All commands live in personal-finance.sh at the skill root. Invoke with:

./personal-finance.sh <command> [--csv <path>] [--config <path>] [--output <path>] [--period <period>]

1. validate

Checks that the CSV contains the required fields (date, description, amount, account_number) and that every amount is numeric. Use this before processing new exports to avoid schema drift.

./personal-finance.sh validate --csv sample-data/sample-transactions.csv

2. summarize

Aggregates income (positive amount) and expenses (negative amount) by period. Supports month, quarter, or year (default month). Outputs totals and net flows.

./personal-finance.sh summarize --period month --csv sample-data/sample-transactions.csv

3. categorize

Uses the local rules file (config/category-rules.json) to map descriptions to categories through keyword matching. Prints each transaction with masked accounts and assigned categories. Pass --output to emit a new CSV; otherwise, it stays read-only.

./personal-finance.sh categorize --csv sample-data/sample-transactions.csv --output /tmp/categorized.csv

4. report

Builds insight summaries: top merchants and categories by spend, plus transaction counts.
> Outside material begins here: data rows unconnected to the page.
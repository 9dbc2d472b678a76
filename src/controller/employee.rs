use axum::{
    extract::{Path, State},
    http::StatusCode,
    response::IntoResponse,
    Json,
};

use crate::{
    data::employee::EmployeeRepository,
    dto::{
        api::MessageDto,
        employee::{CreateEmployeeDto, EmployeeDto, UpdateEmployeeDto},
    },
    error::AppError,
    service::employee::EmployeeService,
    state::AppState,
};

/// GET /api/employees
/// List all employee accounts (without credentials).
pub async fn get_employees(State(state): State<AppState>) -> Result<impl IntoResponse, AppError> {
    let employees = EmployeeRepository::new(&state.db).get_all().await?;
    let dtos: Vec<EmployeeDto> = employees.into_iter().map(|e| e.into_dto()).collect();

    Ok((StatusCode::OK, Json(dtos)))
}

/// POST /api/employees
/// Create an employee account with a bcrypt-hashed password.
pub async fn create_employee(
    State(state): State<AppState>,
    Json(dto): Json<CreateEmployeeDto>,
) -> Result<impl IntoResponse, AppError> {
    let employee = EmployeeService::new(&state.db).create(dto).await?;

    Ok((StatusCode::CREATED, Json(employee.into_dto())))
}

/// PUT /api/employees/{id}
/// Update an employee account; the password changes only when provided.
pub async fn update_employee(
    State(state): State<AppState>,
    Path(id): Path<i32>,
    Json(dto): Json<UpdateEmployeeDto>,
) -> Result<impl IntoResponse, AppError> {
    let employee = EmployeeService::new(&state.db).update(id, dto).await?;

    Ok((StatusCode::OK, Json(employee.into_dto())))
}

/// DELETE /api/employees/{id}
/// Delete an employee account; the root admin (id 1) is protected.
pub async fn delete_employee(
    State(state): State<AppState>,
    Path(id): Path<i32>,
) -> Result<impl IntoResponse, AppError> {
    EmployeeService::new(&state.db).delete(id).await?;

    Ok((
        StatusCode::OK,
        Json(MessageDto::new("Employee deleted successfully")),
    ))
}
It reuses the same rules file so it can work offline and stay consistent with categorize.

./personal-finance.sh report --csv sample-data/sample-transactions.csv

Configuration & Samples

  • config/category-rules.json: keyword-to-category rules that categorize and report share.
  • sample-data/sample-transactions.csv: minimal CSV (date, description, merchant, category, amount, account_number) for smoke tests and onboarding.

Keep both files in the skill folder. Adjust the JSON rules for your own merchant vocabulary; the script reloads them each run and never calls external services.